Stored records:

* * * * * * *

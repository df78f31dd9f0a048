//! History manager: a fixed-capacity ring of request records with a
//! secondary channel index, rebuilt periodically to heal any drift.

use std::collections::HashMap;
use std::sync::RwLock;
use std::time::{Duration, SystemTime, UNIX_EPOCH};

#[derive(Debug, Clone)]
pub struct RequestRecord {
    pub id: String,
    pub timestamp: SystemTime,
    pub channel_id: String,
    pub channel_type: String,
    pub model: String,
    pub success: bool,
    pub latency_ms: u64,
    pub input_tokens: i64,
    pub output_tokens: i64,
    pub error_msg: Option<String>,
    pub error_details: Option<String>,
}

#[derive(Debug, Clone, Default)]
pub struct HistoryStats {
    pub total: usize,
    pub success: usize,
    pub failure: usize,
}

pub struct HistoryManager {
    capacity: usize,
    retention: Duration,
    ring: RwLock<Ring>,
}

struct Ring {
    slots: Vec<Option<RequestRecord>>,
    write_idx: usize,
    by_channel: HashMap<String, Vec<usize>>,
}

impl HistoryManager {
    pub fn new(capacity: usize, retention_hours: i64) -> Self {
        let capacity = capacity.max(1);
        Self {
            capacity,
            retention: Duration::from_secs((retention_hours.max(0) as u64) * 3600),
            ring: RwLock::new(Ring {
                slots: vec![None; capacity],
                write_idx: 0,
                by_channel: HashMap::new(),
            }),
        }
    }

    pub fn record(&self, mut record: RequestRecord) {
        if record.id.is_empty() {
            record.id = uuid::Uuid::new_v4().to_string();
        }
        let mut ring = self.ring.write().unwrap();
        let idx = ring.write_idx;

        // De-index the slot being overwritten before clobbering it, so the
        // channel index never accumulates stale entries.
        if let Some(old) = ring.slots[idx].take() {
            if let Some(indices) = ring.by_channel.get_mut(&old.channel_id) {
                indices.retain(|&i| i != idx);
                if indices.is_empty() {
                    ring.by_channel.remove(&old.channel_id);
                }
            }
        }

        ring.by_channel
            .entry(record.channel_id.clone())
            .or_default()
            .push(idx);
        ring.slots[idx] = Some(record);
        ring.write_idx = (idx + 1) % self.capacity;
    }

    /// Walks the ring newest-first, applying the channel-id/status filters
    /// and retention cutoff before paginating.
    pub fn get_history(
        &self,
        channel_id: &str,
        limit: usize,
        offset: usize,
        status_filter: &str,
    ) -> (Vec<RequestRecord>, usize) {
        let ring = self.ring.read().unwrap();
        let cutoff = SystemTime::now()
            .checked_sub(self.retention)
            .unwrap_or(UNIX_EPOCH);

        let mut matched: Vec<RequestRecord> = Vec::new();
        let capacity = self.capacity;
        for step in 0..capacity {
            let idx = (ring.write_idx + capacity - 1 - step) % capacity;
            let Some(record) = ring.slots[idx].as_ref() else {
                continue;
            };
            if record.timestamp < cutoff {
                continue;
            }
            if !channel_id.is_empty() && record.channel_id != channel_id {
                continue;
            }
            match status_filter {
                "" => {}
                "success" if record.success => {}
                "error" if !record.success => {}
                "success" | "error" => continue,
                _ => continue,
            }
            matched.push(record.clone());
        }

        let total = matched.len();
        let page = matched.into_iter().skip(offset).take(limit).collect();
        (page, total)
    }

    pub fn get_record_by_id(&self, id: &str) -> Option<RequestRecord> {
        let ring = self.ring.read().unwrap();
        ring.slots
            .iter()
            .flatten()
            .find(|r| r.id == id)
            .cloned()
    }

    pub fn get_stats(&self) -> HistoryStats {
        let ring = self.ring.read().unwrap();
        let mut stats = HistoryStats::default();
        for record in ring.slots.iter().flatten() {
            stats.total += 1;
            if record.success {
                stats.success += 1;
            } else {
                stats.failure += 1;
            }
        }
        stats
    }

    pub fn clear(&self) {
        let mut ring = self.ring.write().unwrap();
        ring.slots = vec![None; self.capacity];
        ring.write_idx = 0;
        ring.by_channel.clear();
    }

    /// Rebuilds `by_channel` from scratch, healing any drift that might
    /// have accumulated. Intended to run every 10 minutes.
    pub fn rebuild_index(&self) {
        let mut ring = self.ring.write().unwrap();
        let mut fresh: HashMap<String, Vec<usize>> = HashMap::new();
        for (idx, slot) in ring.slots.iter().enumerate() {
            if let Some(record) = slot {
                fresh.entry(record.channel_id.clone()).or_default().push(idx);
            }
        }
        ring.by_channel = fresh;
    }

    #[cfg(test)]
    fn indexed_len(&self) -> usize {
        self.ring
            .read()
            .unwrap()
            .by_channel
            .values()
            .map(|v| v.len())
            .sum()
    }
}

#[cfg(test)]
mod tests {
    use super::*;

    fn record(channel_id: &str, success: bool) -> RequestRecord {
        RequestRecord {
            id: String::new(),
            timestamp: SystemTime::now(),
            channel_id: channel_id.to_string(),
            channel_type: "claude".to_string(),
            model: "claude-3-sonnet".to_string(),
            success,
            latency_ms: 10,
            input_tokens: 1,
            output_tokens: 1,
            error_msg: None,
            error_details: None,
        }
    }

    #[test]
    fn ring_stays_bounded_with_no_stale_index_entries() {
        let history = HistoryManager::new(10, 48);
        for i in 0..1000 {
            history.record(record(&format!("c{}", i % 3), true));
        }
        assert!(history.indexed_len() <= 10);
        let stats = history.get_stats();
        assert_eq!(stats.total, 10);
    }

    #[test]
    fn get_history_returns_newest_first_page() {
        let history = HistoryManager::new(1000, 48);
        for i in 0..1001u32 {
            let mut r = record("c1", true);
            r.model = i.to_string();
            history.record(r);
        }
        let (page, total) = history.get_history("", 10, 0, "");
        assert_eq!(page.len(), 10);
        assert_eq!(page[0].model, "1000");
        assert_eq!(total, 1000);
    }

    #[test]
    fn status_filter_selects_only_matching_records() {
        let history = HistoryManager::new(10, 48);
        history.record(record("c1", true));
        history.record(record("c1", false));
        let (success_only, _) = history.get_history("", 10, 0, "success");
        assert!(success_only.iter().all(|r| r.success));
        let (error_only, _) = history.get_history("", 10, 0, "error");
        assert!(error_only.iter().all(|r| !r.success));
    }
}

* * * * * * *

■ TASK BRIEF: Every entry should be printed again exactly as it stands.

■ REPLY TO THE EXERCISE:
repository df78f31dd9f0a048
//! History manager: a fixed-capacity ring of request records with a
//! secondary channel index, rebuilt periodically to heal any drift.

use std::collections::HashMap;
use std::sync::RwLock;
use std::time::{Duration, SystemTime, UNIX_EPOCH};

#[derive(Debug, Clone)]
pub struct RequestRecord {
    pub id: String,
    pub timestamp: SystemTime,
    pub channel_id: String,
    pub channel_type: String,
    pub model: String,
    pub success: bool,
    pub latency_ms: u64,
    pub input_tokens: i64,
    pub output_tokens: i64,
    pub error_msg: Option<String>,
    pub error_details: Option<String>,
}

#[derive(Debug, Clone, Default)]
pub struct HistoryStats {
    pub total: usize,
    pub success: usize,
    pub failure: usize,
}

pub struct HistoryManager {
    capacity: usize,
    retention: Duration,
    ring: RwLock<Ring>,
}

struct Ring {
    slots: Vec<Option<RequestRecord>>,
    write_idx: usize,
    by_channel: HashMap<String, Vec<usize>>,
}

impl HistoryManager {
    pub fn new(capacity: usize, retention_hours: i64) -> Self {
        let capacity = capacity.max(1);
        Self {
            capacity,
            retention: Duration::from_secs((retention_hours.max(0) as u64) * 3600),
            ring: RwLock::new(Ring {
                slots: vec![None; capacity],
                write_idx: 0,
                by_channel: HashMap::new(),
            }),
        }
    }

    pub fn record(&self, mut record: RequestRecord) {
        if record.id.is_empty() {
            record.id = uuid::Uuid::new_v4().to_string();
        }
        let mut ring = self.ring.write().unwrap();
        let idx = ring.write_idx;

        // De-index the slot being overwritten before clobbering it, so the
        // channel index never accumulates stale entries.
        if let Some(old) = ring.slots[idx].take() {
            if let Some(indices) = ring.by_channel.get_mut(&old.channel_id) {
                indices.retain(|&i| i != idx);
                if indices.is_empty() {
                    ring.by_channel.remove(&old.channel_id);
                }
            }
        }

        ring.by_channel
            .entry(record.channel_id.clone())
            .or_default()
            .push(idx);
        ring.slots[idx] = Some(record);
        ring.write_idx = (idx + 1) % self.capacity;
    }

    /// Walks the ring newest-first, applying the channel-id/status filters
    /// and retention cutoff before paginating.
    pub fn get_history(
        &self,
        channel_id: &str,
        limit: usize,
        offset: usize,
        status_filter: &str,
    ) -> (Vec<RequestRecord>, usize) {
        let ring = self.ring.read().unwrap();
        let cutoff = SystemTime::now()
            .checked_sub(self.retention)
            .unwrap_or(UNIX_EPOCH);

        let mut matched: Vec<RequestRecord> = Vec::new();
        let capacity = self.capacity;
        for step in 0..capacity {
            let idx = (ring.write_idx + capacity - 1 - step) % capacity;
            let Some(record) = ring.slots[idx].as_ref() else {
                continue;
            };
            if record.timestamp < cutoff {
                continue;
            }
            if !channel_id.is_empty() && record.channel_id != channel_id {
                continue;
            }
            match status_filter {
                "" => {}
                "success" if record.success => {}
                "error" if !record.success => {}
                "success" | "error" => continue,
                _ => continue,
            }
            matched.push(record.clone());
        }

        let total = matched.len();
        let page = matched.into_iter().skip(offset).take(limit).collect();
        (page, total)
    }

    pub fn get_record_by_id(&self, id: &str) -> Option<RequestRecord> {
        let ring = self.ring.read().unwrap();
        ring.slots
            .iter()
            .flatten()
            .find(|r| r.id == id)
            .cloned()
    }

    pub fn get_stats(&self) -> HistoryStats {
        let ring = self.ring.read().unwrap();
        let mut stats = HistoryStats::default();
        for record in ring.slots.iter().flatten() {
            stats.total += 1;
            if record.success {
                stats.success += 1;
            } else {
                stats.failure += 1;
            }
        }
        stats
    }

    pub fn clear(&self) {
        let mut ring = self.ring.write().unwrap();
        ring.slots = vec![None; self.capacity];
        ring.write_idx = 0;
        ring.by_channel.clear();
    }

    /// Rebuilds `by_channel` from scratch, healing any drift that might
    /// have accumulated. Intended to run every 10 minutes.
    pub fn rebuild_index(&self) {
        let mut ring = self.ring.write().unwrap();
        let mut fresh: HashMap<String, Vec<usize>> = HashMap::new();
        for (idx, slot) in ring.slots.iter().enumerate() {
            if let Some(record) = slot {
                fresh.entry(record.channel_id.clone()).or_default().push(idx);
            }
        }
        ring.by_channel = fresh;
    }

    #[cfg(test)]
    fn indexed_len(&self) -> usize {
        self.ring
            .read()
            .unwrap()
            .by_channel
            .values()
            .map(|v| v.len())
            .sum()
    }
}

#[cfg(test)]
mod tests {
    use super::*;

    fn record(channel_id: &str, success: bool) -> RequestRecord {
        RequestRecord {
            id: String::new(),
            timestamp: SystemTime::now(),
            channel_id: channel_id.to_string(),
            channel_type: "claude".to_string(),
            model: "claude-3-sonnet".to_string(),
            success,
            latency_ms: 10,
            input_tokens: 1,
            output_tokens: 1,
            error_msg: None,
            error_details: None,
        }
    }

    #[test]
    fn ring_stays_bounded_with_no_stale_index_entries() {
        let history = HistoryManager::new(10, 48);
        for i in 0..1000 {
            history.record(record(&format!("c{}", i % 3), true));
        }
        assert!(history.indexed_len() <= 10);
        let stats = history.get_stats();
        assert_eq!(stats.total, 10);
    }

    #[test]
    fn get_history_returns_newest_first_page() {
        let history = HistoryManager::new(1000, 48);
        for i in 0..1001u32 {
            let mut r = record("c1", true);
            r.model = i.to_string();
            history.record(r);
        }
        let (page, total) = history.get_history("", 10, 0, "");
        assert_eq!(page.len(), 10);
        assert_eq!(page[0].model, "1000");
        assert_eq!(total, 1000);
    }

    #[test]
    fn status_filter_selects_only_matching_records() {
        let history = HistoryManager::new(10, 48);
        history.record(record("c1", true));
        history.record(record("c1", false));
        let (success_only, _) = history.get_history("", 10, 0, "success");
        assert!(success_only.iter().all(|r| r.success));
        let (error_only, _) = history.get_history("", 10, 0, "error");
        assert!(error_only.iter().all(|r| !r.success));
    }
}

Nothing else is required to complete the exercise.